# [ASSIGNMENT]
Copy out the lines of the records below, and only those lines, from the one with "1080, 0.1, 1000.0);" through the one with "let mut camera", exactly as they appear.

### THE RECORDS

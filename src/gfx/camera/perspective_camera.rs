use super::camera_utils::{Camera, CameraUniform};
use cgmath::*;

#[rustfmt::skip]
pub const OPENGL_TO_WGPU_MATRIX: cgmath::Matrix4<f32> = cgmath::Matrix4::new(
    1.0, 0.0, 0.0, 0.0,
    0.0, 1.0, 0.0, 0.0,
    0.0, 0.0, 0.5, 0.5,
    0.0, 0.0, 0.0, 1.0,
);

/// Perspective projection with a free-standing eye position
///
/// The camera looks down -Z from its position, with +Y up; this is the
/// default orientation of a camera that was only ever moved, never turned.
#[derive(Debug, Clone, Copy, PartialEq)]
pub struct PerspectiveCamera {
    /// Vertical field of view
    pub fovy: Deg<f32>,
    pub aspect: f32,
    pub znear: f32,
    pub zfar: f32,
    pub position: Point3<f32>,
    pub up: Vector3<f32>,
}

impl Camera for PerspectiveCamera {
    fn build_view_projection_matrix(&self) -> Matrix4<f32> {
        let view = Matrix4::look_to_rh(self.position, -Vector3::unit_z(), self.up);
        let proj = OPENGL_TO_WGPU_MATRIX * perspective(self.fovy, self.aspect, self.znear, self.zfar);
        proj * view
    }
}

impl PerspectiveCamera {
    pub fn new(fovy: Deg<f32>, aspect: f32, znear: f32, zfar: f32) -> Self {
        Self {
            fovy,
            aspect,
            znear,
            zfar,
            position: Point3::origin(),
            up: Vector3::unit_y(),
        }
    }

    /// Aspect ratio taken from a viewport size in pixels
    ///
    /// A zero height is treated as one pixel so the ratio stays finite.
    pub fn aspect_for(width: u32, height: u32) -> f32 {
        width as f32 / height.max(1) as f32
    }

    pub fn for_viewport(fovy: Deg<f32>, width: u32, height: u32, znear: f32, zfar: f32) -> Self {
        Self::new(fovy, Self::aspect_for(width, height), znear, zfar)
    }

    pub fn with_position(mut self, x: f32, y: f32, z: f32) -> Self {
        self.position = Point3::new(x, y, z);
        self
    }

    /// Recomputes the aspect ratio after the viewport changed
    pub fn resize_projection(&mut self, width: u32, height: u32) {
        if width == 0 || height == 0 {
            return;
        }
        self.aspect = Self::aspect_for(width, height);
    }

    pub fn uniform(&self) -> CameraUniform {
        CameraUniform {
            view_position: self.position.to_homogeneous().into(),
            view_proj: self.build_view_projection_matrix().into(),
        }
    }
}

#[cfg(test)]
mod tests {
    use super::*;
    use approx::assert_relative_eq;

    #[test]
    fn aspect_follows_viewport() {
        let camera = PerspectiveCamera::for_viewport(Deg(75.0), 1920, 1080, 0.1, 1000.0);
        assert_relative_eq!(camera.aspect, 1.777_777_8, max_relative = 1e-6);

        for (w, h) in [(1, 1), (800, 600), (1080, 1920), (3440, 1440)] {
            let camera = PerspectiveCamera::for_viewport(Deg(75.0), w, h, 0.1, 1000.0);
            assert_relative_eq!(camera.aspect, w as f32 / h as f32);
        }
    }

    #[test]
    fn zero_size_resize_is_ignored() {
        let mut camera = PerspectiveCamera::for_viewport(Deg(75.0), 1200, 800, 0.1, 1000.0);
        camera.resize_projection(0, 600);
        assert_relative_eq!(camera.aspect, 1.5);
        camera.resize_projection(600, 600);
        assert_relative_eq!(camera.aspect, 1.0);
    }

    #[test]
    fn origin_projects_to_screen_center() {
        let camera = PerspectiveCamera::for_viewport(Deg(75.0), 1920, 1080, 0.1, 1000.0)
            .with_position(0.0, 0.0, 5.0);
        let clip = camera.build_view_projection_matrix() * Vector4::new(0.0, 0.0, 0.0, 1.0);
        let ndc = clip.truncate() / clip.w;
        assert_relative_eq!(ndc.x, 0.0, epsilon = 1e-6);
        assert_relative_eq!(ndc.y, 0.0, epsilon = 1e-6);
        // wgpu depth range is 0..1
        assert!(ndc.z > 0.0 && ndc.z < 1.0);
    }

    #[test]
    fn points_behind_camera_are_clipped() {
        let camera = PerspectiveCamera::for_viewport(Deg(75.0), 800, 600, 0.1, 1000.0)
            .with_position(0.0, 0.0, 5.0);
        let clip = camera.build_view_projection_matrix() * Vector4::new(0.0, 0.0, 10.0, 1.0);
        assert!(clip.w < 0.0);
    }

    #[test]
    fn uniform_carries_eye_position() {
        let camera = PerspectiveCamera::new(Deg(75.0), 1.0, 0.1, 1000.0).with_position(0.0, 0.0, 5.0);
        assert_eq!(camera.uniform().view_position, [0.0, 0.0, 5.0, 1.0]);
    }
}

######

# [SOLUTION]
        let camera = PerspectiveCamera::for_viewport(Deg(75.0), 1920, 1080, 0.1, 1000.0);
        assert_relative_eq!(camera.aspect, 1.777_777_8, max_relative = 1e-6);

        for (w, h) in [(1, 1), (800, 600), (1080, 1920), (3440, 1440)] {
            let camera = PerspectiveCamera::for_viewport(Deg(75.0), w, h, 0.1, 1000.0);
            assert_relative_eq!(camera.aspect, w as f32 / h as f32);
        }
    }

    #[test]
    fn zero_size_resize_is_ignored() {
        let mut camera = PerspectiveCamera::for_viewport(Deg(75.0), 1200, 800, 0.1, 1000.0);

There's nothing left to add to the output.